Directions » Every line with the word "BoxMakeWriter" in it should be extracted from the data that follows.

Saved entries:
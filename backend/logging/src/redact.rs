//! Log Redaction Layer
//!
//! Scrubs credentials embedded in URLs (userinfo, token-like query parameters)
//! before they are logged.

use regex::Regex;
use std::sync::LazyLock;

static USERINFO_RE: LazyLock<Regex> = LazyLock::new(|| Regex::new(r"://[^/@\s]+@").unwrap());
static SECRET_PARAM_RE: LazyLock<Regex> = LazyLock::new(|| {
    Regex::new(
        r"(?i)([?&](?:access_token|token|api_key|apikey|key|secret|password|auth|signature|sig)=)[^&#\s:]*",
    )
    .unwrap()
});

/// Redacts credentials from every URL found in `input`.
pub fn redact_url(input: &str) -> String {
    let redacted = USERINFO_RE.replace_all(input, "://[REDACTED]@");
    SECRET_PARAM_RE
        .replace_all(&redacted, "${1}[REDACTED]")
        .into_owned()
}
---
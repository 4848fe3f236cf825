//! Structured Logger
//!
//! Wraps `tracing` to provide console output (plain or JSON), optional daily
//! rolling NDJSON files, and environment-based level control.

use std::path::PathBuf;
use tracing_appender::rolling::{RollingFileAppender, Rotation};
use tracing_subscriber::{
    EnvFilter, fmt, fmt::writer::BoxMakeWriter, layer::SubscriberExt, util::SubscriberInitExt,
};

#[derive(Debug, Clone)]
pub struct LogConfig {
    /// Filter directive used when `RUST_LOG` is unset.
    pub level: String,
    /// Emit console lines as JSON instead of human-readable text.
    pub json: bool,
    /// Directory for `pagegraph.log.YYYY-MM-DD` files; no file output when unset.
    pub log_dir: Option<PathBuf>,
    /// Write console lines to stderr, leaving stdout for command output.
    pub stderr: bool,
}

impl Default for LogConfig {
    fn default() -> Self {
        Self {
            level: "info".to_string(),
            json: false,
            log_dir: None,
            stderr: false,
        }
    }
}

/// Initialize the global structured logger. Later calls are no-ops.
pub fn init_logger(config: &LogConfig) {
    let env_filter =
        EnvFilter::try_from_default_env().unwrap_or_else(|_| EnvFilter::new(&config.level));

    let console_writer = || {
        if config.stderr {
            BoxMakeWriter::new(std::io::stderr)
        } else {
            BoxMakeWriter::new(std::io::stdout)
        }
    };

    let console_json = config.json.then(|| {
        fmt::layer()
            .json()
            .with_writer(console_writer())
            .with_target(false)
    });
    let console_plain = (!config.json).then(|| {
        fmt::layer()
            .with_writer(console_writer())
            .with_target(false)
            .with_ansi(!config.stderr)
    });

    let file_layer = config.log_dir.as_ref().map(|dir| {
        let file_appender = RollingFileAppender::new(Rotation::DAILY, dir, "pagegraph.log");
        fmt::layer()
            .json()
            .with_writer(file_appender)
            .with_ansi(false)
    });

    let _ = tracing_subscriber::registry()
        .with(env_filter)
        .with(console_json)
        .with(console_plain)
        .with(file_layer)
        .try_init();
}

Answer space »
    EnvFilter, fmt, fmt::writer::BoxMakeWriter, layer::SubscriberExt, util::SubscriberInitExt,
            BoxMakeWriter::new(std::io::stderr)
            BoxMakeWriter::new(std::io::stdout)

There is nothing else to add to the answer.